===== RECORDS TO PROCESS =====

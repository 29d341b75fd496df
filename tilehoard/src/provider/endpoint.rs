//! Upstream tile server description.

use super::template::UrlTemplate;
use crate::coord::TileCoord;

/// One upstream tile server.
///
/// Immutable after construction; health state lives in the
/// [`ServerPool`](crate::pool::ServerPool), not here.
#[derive(Debug, Clone, PartialEq, Eq)]
pub struct ServerEndpoint {
    name: String,
    template: UrlTemplate,
    weight: u32,
    headers: Vec<(String, String)>,
}

impl ServerEndpoint {
    /// Creates an endpoint named after the template's host, with weight 1.
    pub fn new(template: UrlTemplate) -> Self {
        Self {
            name: template.host().to_string(),
            template,
            weight: 1,
            headers: Vec::new(),
        }
    }

    pub fn with_name(mut self, name: impl Into<String>) -> Self {
        self.name = name.into();
        self
    }

    /// Sets the selection weight; values below 1 are raised to 1.
    pub fn with_weight(mut self, weight: u32) -> Self {
        self.weight = weight.max(1);
        self
    }

    /// Adds a static header sent with every request to this server.
    pub fn with_header(mut self, name: impl Into<String>, value: impl Into<String>) -> Self {
        self.headers.push((name.into(), value.into()));
        self
    }

    pub fn name(&self) -> &str {
        &self.name
    }

    pub fn template(&self) -> &UrlTemplate {
        &self.template
    }

    pub fn weight(&self) -> u32 {
        self.weight
    }

    pub fn headers(&self) -> &[(String, String)] {
        &self.headers
    }

    /// Request URL for a tile.
    pub fn url_for(&self, tile: &TileCoord) -> String {
        self.template.render(tile)
    }
}

#[cfg(test)]
mod tests {
    use super::*;

    #[test]
    fn test_defaults_from_template() {
        let endpoint =
            ServerEndpoint::new(UrlTemplate::parse("https://b.tile.test/{z}/{x}/{y}.png").unwrap());
        assert_eq!(endpoint.name(), "b.tile.test");
        assert_eq!(endpoint.weight(), 1);
        assert!(endpoint.headers().is_empty());
    }

    #[test]
    fn test_weight_floor_is_one() {
        let endpoint =
            ServerEndpoint::new(UrlTemplate::parse("https://t.test/{z}/{x}/{y}").unwrap())
                .with_weight(0);
        assert_eq!(endpoint.weight(), 1);
    }

    #[test]
    fn test_builder() {
        let endpoint =
            ServerEndpoint::new(UrlTemplate::parse("https://t.test/{z}/{x}/{y}.png").unwrap())
                .with_name("CartoDB Light")
                .with_weight(3)
                .with_header("User-Agent", "tilehoard-test");
        assert_eq!(endpoint.name(), "CartoDB Light");
        assert_eq!(endpoint.weight(), 3);
        assert_eq!(
            endpoint.headers(),
            &[("User-Agent".to_string(), "tilehoard-test".to_string())]
        );
        assert_eq!(
            endpoint.url_for(&TileCoord { z: 1, x: 0, y: 1 }),
            "https://t.test/1/0/1.png"
        );
    }
}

=====

Check each line of the records for the string "after" and copy those that have it.

== SOLUTION TO THIS EXERCISE ==
/// Immutable after construction; health state lives in the
    /// Creates an endpoint named after the template's host, with weight 1.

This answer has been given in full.